▶ [What you should do]
Hunt through the entries for the word "const" and copy each line in which it appears.

[Items from a dataset]

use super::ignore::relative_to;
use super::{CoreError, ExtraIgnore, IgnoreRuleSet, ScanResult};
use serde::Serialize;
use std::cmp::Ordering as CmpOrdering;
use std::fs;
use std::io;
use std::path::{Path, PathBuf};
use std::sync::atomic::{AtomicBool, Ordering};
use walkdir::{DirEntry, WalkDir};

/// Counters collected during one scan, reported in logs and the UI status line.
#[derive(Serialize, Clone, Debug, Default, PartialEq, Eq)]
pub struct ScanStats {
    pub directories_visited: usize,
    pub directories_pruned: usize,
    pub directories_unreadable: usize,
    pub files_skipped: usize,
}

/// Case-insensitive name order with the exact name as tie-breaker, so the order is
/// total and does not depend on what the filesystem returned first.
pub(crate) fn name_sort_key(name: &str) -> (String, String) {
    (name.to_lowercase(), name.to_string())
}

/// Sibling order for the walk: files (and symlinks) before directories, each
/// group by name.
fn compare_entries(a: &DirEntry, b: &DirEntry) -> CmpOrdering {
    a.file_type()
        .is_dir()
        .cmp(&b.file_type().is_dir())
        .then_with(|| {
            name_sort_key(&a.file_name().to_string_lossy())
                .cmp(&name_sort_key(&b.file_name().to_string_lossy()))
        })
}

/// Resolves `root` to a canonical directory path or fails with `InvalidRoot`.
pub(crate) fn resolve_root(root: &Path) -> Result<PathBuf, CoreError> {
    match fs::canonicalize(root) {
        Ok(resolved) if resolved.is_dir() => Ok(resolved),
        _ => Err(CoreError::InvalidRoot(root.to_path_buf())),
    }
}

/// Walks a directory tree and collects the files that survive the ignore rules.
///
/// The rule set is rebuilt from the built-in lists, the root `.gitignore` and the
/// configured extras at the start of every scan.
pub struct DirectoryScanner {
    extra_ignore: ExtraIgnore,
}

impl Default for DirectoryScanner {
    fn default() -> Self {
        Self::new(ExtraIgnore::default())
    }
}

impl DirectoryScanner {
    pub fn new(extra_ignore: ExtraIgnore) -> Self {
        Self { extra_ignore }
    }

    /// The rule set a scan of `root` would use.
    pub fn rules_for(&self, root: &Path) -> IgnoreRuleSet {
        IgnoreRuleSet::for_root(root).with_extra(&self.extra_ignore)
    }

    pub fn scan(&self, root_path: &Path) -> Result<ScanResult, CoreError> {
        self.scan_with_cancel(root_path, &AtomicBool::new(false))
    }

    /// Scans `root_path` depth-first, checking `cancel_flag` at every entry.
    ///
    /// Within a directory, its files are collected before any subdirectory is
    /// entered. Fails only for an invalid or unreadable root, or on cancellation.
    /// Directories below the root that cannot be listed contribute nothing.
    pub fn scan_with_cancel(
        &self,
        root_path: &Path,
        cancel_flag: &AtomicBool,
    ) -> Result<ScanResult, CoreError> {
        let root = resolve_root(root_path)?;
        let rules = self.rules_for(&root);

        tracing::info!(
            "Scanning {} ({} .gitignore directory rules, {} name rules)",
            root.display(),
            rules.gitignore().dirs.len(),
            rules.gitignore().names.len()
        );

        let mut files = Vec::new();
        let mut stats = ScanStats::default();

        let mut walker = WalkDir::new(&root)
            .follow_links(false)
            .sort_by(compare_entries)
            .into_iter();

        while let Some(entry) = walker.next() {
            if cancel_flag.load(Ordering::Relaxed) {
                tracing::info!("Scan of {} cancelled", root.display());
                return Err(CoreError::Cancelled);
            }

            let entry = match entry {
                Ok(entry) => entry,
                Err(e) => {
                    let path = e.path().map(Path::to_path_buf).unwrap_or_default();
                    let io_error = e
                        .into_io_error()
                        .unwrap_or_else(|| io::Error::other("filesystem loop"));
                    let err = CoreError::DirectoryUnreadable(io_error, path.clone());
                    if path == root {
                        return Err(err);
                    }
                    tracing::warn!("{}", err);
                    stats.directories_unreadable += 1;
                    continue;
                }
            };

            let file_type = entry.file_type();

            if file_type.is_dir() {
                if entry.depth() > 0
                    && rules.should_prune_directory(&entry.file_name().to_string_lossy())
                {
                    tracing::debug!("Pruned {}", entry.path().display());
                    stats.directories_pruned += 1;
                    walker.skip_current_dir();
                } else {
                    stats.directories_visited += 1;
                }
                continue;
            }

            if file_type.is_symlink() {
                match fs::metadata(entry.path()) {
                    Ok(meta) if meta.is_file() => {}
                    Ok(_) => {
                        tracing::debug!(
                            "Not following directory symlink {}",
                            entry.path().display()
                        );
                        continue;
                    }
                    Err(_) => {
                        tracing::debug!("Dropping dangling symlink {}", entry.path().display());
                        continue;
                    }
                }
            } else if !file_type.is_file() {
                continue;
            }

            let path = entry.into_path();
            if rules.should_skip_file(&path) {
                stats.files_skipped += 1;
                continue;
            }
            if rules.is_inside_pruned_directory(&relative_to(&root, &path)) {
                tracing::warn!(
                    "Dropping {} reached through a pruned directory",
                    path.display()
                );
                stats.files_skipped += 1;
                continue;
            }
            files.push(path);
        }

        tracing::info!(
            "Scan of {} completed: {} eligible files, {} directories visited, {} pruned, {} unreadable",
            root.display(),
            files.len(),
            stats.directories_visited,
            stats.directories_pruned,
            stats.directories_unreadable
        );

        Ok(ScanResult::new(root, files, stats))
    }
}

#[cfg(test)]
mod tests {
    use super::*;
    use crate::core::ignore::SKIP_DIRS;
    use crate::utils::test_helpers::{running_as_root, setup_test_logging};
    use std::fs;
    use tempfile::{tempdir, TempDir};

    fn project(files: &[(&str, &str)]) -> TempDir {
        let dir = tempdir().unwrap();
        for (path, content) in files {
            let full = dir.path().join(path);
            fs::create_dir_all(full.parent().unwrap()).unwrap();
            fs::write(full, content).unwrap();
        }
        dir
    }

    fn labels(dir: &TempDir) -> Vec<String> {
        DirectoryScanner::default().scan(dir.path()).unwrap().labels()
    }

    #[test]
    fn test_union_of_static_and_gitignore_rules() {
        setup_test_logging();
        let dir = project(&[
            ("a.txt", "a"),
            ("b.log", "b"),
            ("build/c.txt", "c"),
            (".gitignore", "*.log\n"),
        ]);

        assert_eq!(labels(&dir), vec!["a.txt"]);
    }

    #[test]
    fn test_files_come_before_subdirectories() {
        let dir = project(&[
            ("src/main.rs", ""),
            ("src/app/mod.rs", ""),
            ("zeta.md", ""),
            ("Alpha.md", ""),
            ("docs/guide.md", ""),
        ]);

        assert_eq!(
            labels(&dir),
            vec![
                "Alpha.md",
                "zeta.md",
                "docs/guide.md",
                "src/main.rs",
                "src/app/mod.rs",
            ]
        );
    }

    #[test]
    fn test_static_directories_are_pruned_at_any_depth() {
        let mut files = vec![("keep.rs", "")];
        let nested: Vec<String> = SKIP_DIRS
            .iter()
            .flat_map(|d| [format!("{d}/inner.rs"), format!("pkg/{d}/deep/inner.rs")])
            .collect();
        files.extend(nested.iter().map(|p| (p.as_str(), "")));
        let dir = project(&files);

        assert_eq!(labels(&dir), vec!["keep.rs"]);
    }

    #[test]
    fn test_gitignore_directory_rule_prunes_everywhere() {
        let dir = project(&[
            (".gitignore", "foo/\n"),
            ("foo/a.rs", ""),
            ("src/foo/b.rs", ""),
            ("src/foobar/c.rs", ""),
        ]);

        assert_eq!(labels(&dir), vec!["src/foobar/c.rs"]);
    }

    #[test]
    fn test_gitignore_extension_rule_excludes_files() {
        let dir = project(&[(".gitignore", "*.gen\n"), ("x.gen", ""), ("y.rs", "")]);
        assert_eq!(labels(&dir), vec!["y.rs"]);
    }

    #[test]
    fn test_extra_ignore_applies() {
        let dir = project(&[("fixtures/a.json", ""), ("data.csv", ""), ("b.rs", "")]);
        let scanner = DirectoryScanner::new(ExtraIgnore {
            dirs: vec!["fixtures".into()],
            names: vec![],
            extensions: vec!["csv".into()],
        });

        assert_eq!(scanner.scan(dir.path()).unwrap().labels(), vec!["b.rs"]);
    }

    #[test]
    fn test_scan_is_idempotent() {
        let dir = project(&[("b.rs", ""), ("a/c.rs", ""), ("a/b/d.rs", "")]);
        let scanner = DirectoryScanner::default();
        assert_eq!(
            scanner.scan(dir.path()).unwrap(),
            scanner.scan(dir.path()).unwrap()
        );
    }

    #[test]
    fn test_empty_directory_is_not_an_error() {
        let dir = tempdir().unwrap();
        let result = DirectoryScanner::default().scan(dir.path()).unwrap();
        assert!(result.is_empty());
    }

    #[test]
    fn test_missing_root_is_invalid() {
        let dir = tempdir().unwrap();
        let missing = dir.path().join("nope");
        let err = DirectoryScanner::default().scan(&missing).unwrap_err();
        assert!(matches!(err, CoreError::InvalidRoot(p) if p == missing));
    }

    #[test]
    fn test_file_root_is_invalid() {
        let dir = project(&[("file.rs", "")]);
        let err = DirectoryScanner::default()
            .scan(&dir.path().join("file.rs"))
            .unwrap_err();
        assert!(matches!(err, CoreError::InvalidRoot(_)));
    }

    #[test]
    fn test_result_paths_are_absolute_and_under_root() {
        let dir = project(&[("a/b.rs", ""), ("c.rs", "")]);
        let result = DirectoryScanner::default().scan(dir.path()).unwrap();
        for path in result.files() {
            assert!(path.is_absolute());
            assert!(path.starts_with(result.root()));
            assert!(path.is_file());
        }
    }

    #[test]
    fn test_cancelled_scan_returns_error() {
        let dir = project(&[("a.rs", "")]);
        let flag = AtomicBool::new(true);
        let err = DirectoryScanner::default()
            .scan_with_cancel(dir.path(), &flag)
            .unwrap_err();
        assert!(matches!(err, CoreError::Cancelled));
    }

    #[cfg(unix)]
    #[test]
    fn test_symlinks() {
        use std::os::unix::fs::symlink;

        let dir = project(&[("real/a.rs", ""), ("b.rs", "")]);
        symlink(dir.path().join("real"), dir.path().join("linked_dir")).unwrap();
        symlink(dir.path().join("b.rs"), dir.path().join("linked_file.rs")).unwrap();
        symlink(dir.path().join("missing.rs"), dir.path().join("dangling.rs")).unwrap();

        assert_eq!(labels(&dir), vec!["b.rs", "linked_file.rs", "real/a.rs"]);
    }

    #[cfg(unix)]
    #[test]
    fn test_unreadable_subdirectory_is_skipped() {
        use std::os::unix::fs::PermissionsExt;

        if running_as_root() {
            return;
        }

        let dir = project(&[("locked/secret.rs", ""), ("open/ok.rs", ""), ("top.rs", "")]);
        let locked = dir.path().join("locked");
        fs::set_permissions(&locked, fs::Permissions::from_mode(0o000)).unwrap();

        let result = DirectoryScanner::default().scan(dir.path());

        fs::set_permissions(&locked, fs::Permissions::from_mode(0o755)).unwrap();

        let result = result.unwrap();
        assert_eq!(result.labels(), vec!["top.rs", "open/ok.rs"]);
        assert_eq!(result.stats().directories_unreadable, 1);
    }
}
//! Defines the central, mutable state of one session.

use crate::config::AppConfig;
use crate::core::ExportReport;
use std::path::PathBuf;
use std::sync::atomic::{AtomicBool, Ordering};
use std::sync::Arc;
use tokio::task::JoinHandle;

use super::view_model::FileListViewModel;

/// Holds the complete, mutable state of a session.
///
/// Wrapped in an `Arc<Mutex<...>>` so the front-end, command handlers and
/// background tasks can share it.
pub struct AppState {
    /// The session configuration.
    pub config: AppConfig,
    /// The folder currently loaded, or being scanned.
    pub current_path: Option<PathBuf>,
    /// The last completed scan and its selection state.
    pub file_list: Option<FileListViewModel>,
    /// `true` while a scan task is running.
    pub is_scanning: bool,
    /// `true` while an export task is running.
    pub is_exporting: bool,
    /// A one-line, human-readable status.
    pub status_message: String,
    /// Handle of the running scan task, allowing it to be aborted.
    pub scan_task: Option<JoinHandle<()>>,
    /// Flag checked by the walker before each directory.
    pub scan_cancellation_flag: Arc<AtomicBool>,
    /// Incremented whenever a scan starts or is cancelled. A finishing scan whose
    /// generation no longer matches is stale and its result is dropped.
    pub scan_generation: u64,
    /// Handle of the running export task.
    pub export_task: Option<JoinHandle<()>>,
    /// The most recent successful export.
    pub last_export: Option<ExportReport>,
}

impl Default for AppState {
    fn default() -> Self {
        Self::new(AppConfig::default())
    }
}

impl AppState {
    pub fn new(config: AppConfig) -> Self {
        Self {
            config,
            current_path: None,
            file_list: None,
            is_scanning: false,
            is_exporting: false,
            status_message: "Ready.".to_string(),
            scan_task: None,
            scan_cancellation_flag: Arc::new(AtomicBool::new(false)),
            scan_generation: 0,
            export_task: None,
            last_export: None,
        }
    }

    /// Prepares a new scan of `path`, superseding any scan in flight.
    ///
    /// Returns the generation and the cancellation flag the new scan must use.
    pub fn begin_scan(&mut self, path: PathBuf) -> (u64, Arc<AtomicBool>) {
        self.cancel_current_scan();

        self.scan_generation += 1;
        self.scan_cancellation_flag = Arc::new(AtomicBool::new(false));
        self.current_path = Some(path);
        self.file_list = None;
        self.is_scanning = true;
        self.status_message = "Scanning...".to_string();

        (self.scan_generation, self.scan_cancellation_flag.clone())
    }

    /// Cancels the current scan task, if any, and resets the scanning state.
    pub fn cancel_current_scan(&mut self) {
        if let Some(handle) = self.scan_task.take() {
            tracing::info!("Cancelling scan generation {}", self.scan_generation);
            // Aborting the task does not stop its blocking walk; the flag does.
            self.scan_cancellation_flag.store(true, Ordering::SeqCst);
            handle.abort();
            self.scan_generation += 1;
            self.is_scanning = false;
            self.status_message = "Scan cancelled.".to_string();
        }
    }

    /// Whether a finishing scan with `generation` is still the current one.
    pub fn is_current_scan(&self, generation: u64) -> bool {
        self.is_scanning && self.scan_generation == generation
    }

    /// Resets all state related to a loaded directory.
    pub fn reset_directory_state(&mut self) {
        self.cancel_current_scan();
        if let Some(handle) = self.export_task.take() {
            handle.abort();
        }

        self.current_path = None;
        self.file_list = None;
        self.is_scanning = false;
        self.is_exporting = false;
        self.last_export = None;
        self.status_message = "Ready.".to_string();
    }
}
---
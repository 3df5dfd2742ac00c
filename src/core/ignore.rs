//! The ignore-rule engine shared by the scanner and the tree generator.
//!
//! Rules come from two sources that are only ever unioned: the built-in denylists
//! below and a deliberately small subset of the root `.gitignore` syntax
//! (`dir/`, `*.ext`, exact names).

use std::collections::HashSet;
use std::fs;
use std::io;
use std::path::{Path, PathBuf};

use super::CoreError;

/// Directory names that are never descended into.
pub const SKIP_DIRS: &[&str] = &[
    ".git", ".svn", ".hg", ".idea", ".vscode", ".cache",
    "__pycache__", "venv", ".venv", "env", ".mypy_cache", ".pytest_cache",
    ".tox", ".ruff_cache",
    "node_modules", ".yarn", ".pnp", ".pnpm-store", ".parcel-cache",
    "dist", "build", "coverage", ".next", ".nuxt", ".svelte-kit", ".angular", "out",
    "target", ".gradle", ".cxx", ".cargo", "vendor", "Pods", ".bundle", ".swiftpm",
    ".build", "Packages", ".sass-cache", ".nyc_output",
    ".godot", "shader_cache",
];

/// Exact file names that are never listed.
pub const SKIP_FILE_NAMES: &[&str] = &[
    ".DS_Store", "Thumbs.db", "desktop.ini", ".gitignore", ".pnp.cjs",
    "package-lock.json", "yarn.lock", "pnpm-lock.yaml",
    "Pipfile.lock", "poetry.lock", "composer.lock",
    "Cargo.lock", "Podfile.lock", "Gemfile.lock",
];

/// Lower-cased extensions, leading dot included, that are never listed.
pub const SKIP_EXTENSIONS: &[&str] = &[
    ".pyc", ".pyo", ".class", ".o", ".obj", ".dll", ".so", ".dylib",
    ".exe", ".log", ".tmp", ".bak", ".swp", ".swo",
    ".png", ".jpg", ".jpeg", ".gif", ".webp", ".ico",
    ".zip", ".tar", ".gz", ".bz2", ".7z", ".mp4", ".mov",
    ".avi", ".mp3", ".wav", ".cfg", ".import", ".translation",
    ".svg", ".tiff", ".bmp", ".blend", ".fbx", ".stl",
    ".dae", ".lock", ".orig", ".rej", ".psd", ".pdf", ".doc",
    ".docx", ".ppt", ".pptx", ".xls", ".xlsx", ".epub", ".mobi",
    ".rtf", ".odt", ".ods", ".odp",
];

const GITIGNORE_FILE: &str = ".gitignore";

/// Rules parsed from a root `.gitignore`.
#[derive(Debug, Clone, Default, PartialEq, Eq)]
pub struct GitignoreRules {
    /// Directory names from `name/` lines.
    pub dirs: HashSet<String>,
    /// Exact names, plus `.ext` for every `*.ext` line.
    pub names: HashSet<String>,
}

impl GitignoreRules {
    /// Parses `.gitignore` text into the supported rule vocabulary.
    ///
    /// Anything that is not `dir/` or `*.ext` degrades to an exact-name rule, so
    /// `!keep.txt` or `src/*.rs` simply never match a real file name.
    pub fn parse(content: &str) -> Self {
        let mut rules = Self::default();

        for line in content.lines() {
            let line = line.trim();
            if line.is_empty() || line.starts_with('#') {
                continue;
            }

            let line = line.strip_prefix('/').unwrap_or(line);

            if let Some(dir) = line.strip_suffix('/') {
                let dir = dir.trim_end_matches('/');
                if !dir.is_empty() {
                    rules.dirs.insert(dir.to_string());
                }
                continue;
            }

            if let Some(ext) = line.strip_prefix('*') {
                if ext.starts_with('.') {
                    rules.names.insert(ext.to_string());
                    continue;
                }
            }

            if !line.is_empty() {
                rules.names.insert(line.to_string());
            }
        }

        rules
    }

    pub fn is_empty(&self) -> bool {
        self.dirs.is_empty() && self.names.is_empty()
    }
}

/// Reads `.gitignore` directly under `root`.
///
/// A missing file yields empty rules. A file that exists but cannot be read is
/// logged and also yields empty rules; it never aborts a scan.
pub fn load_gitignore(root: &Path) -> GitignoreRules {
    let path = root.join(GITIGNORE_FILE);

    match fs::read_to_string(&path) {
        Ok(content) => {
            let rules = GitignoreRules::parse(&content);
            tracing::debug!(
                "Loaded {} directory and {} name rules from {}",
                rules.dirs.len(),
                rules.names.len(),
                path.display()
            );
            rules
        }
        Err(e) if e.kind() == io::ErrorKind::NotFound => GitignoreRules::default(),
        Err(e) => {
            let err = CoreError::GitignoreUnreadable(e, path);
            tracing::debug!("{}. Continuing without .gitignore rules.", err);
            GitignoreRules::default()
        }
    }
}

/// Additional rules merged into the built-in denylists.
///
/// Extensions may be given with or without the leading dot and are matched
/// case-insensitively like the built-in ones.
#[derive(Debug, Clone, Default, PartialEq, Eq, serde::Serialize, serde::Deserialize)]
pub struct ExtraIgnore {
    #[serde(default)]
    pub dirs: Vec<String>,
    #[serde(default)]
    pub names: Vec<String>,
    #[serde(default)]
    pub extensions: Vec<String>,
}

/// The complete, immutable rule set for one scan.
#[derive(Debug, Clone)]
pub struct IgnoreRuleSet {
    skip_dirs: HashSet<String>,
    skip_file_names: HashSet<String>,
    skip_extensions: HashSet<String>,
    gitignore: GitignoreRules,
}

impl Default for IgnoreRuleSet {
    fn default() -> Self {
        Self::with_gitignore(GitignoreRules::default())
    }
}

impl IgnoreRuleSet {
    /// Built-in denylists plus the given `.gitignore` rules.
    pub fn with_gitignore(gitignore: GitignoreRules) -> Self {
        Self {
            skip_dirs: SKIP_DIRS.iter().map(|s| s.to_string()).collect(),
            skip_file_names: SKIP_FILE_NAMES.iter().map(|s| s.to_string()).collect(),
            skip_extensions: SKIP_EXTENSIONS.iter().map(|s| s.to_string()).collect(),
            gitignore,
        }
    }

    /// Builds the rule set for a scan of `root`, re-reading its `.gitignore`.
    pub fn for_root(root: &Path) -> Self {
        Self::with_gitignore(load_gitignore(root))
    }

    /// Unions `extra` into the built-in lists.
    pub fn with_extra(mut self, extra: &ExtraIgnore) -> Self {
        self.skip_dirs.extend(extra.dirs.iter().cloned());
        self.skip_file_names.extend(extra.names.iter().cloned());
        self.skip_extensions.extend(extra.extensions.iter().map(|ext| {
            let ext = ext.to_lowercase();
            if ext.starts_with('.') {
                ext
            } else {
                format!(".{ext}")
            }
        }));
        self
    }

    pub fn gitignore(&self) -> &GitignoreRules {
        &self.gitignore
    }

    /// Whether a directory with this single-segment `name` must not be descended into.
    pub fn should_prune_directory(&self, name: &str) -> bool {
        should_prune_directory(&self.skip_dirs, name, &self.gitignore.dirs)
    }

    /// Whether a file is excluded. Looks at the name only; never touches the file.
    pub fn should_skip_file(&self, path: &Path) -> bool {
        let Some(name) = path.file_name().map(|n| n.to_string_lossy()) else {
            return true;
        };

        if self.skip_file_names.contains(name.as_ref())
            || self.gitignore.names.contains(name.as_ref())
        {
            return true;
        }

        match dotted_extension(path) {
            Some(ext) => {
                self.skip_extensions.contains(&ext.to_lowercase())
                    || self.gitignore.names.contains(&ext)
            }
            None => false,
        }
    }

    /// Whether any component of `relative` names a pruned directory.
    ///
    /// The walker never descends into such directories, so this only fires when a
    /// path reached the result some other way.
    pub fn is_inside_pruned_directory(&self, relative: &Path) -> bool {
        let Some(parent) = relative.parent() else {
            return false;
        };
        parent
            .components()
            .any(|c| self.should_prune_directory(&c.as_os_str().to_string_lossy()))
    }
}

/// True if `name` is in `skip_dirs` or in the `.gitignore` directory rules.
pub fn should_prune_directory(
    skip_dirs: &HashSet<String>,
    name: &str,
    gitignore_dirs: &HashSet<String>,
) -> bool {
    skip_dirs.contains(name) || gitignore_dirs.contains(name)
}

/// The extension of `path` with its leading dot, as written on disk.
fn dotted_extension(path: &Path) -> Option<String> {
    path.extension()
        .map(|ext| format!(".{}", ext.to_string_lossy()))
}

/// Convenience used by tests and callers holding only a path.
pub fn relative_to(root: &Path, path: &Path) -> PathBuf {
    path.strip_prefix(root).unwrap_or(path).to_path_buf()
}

▶ [Solution]
pub const SKIP_DIRS: &[&str] = &[
pub const SKIP_FILE_NAMES: &[&str] = &[
pub const SKIP_EXTENSIONS: &[&str] = &[
const GITIGNORE_FILE: &str = ".gitignore";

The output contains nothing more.